Saved entries:
────────
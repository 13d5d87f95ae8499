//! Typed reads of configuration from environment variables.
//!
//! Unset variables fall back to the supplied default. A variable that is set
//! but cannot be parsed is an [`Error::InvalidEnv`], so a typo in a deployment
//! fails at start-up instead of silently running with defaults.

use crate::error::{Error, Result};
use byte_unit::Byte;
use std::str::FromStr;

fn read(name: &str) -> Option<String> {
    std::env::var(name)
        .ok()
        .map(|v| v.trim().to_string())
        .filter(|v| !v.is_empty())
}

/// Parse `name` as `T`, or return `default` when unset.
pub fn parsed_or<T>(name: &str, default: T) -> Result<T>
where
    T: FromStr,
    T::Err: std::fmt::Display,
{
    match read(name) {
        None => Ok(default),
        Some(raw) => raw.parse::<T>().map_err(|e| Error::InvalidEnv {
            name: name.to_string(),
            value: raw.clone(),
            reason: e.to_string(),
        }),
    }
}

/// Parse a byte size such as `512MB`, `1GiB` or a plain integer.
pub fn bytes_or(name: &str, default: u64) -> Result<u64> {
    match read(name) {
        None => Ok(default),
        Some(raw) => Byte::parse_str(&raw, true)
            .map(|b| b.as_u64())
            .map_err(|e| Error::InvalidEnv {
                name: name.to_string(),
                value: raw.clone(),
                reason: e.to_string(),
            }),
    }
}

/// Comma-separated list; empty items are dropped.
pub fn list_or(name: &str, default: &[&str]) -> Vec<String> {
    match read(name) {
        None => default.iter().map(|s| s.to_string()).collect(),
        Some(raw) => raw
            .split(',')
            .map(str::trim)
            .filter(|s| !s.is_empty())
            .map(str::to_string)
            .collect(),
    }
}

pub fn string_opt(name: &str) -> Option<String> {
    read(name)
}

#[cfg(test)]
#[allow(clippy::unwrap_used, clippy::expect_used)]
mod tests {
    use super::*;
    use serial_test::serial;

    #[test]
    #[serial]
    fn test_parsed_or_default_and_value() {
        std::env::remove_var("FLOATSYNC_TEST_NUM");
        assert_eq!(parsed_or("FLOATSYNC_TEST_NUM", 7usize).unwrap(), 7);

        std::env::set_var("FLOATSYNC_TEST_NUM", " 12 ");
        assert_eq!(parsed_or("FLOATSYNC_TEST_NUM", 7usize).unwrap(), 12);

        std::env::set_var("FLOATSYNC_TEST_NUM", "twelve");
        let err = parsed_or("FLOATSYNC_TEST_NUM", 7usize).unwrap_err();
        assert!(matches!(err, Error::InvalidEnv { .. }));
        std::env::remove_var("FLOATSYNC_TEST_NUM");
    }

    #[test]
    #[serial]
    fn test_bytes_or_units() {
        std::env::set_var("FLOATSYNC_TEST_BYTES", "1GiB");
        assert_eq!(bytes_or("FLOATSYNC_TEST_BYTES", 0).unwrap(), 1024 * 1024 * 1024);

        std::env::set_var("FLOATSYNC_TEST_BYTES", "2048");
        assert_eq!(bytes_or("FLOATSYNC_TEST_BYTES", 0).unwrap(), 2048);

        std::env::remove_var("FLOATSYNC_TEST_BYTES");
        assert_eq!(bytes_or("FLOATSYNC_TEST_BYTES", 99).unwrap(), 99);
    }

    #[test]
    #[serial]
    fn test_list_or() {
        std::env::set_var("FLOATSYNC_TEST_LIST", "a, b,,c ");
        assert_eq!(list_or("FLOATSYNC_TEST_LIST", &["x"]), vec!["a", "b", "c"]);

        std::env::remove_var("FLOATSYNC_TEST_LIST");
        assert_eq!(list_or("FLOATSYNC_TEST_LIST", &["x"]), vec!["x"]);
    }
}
────────
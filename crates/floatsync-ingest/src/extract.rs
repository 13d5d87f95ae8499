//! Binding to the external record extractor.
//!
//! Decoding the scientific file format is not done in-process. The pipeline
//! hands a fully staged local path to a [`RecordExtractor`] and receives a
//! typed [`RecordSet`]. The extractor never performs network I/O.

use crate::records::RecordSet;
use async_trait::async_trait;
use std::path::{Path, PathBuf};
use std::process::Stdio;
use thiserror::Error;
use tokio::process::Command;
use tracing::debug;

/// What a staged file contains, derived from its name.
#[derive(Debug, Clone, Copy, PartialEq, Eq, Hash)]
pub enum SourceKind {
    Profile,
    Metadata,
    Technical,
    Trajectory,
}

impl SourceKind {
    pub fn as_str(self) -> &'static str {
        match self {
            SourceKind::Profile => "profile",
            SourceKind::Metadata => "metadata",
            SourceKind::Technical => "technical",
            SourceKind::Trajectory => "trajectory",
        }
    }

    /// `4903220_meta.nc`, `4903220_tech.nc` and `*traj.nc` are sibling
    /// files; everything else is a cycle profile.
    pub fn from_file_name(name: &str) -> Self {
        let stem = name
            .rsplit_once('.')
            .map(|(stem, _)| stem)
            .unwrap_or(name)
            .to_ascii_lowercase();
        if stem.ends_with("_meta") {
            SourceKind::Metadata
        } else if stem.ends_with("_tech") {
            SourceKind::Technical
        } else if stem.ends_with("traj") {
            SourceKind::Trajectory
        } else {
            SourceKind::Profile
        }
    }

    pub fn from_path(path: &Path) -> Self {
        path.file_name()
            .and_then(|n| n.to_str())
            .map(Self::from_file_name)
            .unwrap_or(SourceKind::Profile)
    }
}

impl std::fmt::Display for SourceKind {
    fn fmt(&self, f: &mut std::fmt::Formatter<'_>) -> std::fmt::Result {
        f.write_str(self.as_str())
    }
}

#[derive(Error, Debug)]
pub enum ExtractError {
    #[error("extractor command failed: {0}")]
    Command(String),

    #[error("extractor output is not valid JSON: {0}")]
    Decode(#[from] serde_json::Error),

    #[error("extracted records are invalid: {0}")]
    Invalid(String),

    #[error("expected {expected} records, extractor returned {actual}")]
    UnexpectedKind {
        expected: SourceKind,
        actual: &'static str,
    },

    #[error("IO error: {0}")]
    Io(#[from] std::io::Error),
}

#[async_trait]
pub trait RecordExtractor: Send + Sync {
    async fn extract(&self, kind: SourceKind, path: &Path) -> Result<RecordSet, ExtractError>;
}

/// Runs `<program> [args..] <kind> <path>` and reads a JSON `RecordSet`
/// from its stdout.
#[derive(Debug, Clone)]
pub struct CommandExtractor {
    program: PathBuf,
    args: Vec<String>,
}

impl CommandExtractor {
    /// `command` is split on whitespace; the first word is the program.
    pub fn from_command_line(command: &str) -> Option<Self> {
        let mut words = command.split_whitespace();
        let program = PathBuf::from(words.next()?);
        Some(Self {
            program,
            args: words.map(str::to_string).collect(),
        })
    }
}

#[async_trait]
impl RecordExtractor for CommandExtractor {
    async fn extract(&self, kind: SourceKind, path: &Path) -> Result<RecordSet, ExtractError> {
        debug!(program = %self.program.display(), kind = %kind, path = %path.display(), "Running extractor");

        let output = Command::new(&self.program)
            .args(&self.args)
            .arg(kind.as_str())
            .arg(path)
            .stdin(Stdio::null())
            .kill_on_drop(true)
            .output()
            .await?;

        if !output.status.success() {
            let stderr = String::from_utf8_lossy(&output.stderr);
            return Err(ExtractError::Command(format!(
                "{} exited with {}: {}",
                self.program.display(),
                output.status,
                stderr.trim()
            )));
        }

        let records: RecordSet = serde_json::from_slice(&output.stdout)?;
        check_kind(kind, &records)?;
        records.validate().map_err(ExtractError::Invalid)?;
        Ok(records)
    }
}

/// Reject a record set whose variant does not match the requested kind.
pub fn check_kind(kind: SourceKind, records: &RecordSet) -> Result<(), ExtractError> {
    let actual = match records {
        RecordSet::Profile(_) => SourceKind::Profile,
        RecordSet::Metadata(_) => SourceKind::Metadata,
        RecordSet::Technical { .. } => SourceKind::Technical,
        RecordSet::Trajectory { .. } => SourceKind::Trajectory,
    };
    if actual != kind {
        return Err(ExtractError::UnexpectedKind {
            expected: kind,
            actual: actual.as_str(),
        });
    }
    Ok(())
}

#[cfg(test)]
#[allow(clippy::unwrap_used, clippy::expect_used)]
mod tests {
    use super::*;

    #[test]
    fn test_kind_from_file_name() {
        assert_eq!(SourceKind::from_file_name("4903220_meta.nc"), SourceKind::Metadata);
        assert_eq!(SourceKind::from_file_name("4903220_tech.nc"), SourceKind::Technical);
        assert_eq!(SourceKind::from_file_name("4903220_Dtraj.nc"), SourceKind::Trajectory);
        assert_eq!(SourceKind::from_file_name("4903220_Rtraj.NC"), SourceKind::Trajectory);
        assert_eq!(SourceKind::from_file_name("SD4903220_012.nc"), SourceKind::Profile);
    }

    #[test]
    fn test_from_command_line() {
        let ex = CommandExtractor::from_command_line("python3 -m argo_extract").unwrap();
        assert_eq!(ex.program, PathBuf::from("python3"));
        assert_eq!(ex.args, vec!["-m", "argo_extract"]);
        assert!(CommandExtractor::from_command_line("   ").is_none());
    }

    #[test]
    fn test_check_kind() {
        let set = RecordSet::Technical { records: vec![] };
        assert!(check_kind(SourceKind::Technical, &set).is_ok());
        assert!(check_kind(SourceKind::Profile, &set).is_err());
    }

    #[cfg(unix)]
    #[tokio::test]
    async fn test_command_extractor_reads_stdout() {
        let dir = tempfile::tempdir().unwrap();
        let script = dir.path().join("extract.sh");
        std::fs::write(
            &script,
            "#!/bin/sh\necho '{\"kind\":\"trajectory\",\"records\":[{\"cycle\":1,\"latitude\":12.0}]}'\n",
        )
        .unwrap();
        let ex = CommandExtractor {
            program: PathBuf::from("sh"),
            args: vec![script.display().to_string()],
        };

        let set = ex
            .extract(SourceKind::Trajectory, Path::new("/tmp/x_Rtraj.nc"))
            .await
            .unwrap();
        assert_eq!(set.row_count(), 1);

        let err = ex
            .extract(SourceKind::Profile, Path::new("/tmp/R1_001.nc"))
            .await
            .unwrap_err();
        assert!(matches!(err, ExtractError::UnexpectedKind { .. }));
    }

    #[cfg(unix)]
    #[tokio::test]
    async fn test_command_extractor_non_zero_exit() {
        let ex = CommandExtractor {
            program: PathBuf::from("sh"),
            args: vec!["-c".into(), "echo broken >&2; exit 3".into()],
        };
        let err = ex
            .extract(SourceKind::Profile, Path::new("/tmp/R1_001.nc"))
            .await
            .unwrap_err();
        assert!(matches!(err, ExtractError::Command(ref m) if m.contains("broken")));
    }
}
────────
• Task directions
Show all lines from the data above in which the word "script" appears.

• Completed exercise
        let script = dir.path().join("extract.sh");
            &script,
            args: vec![script.display().to_string()],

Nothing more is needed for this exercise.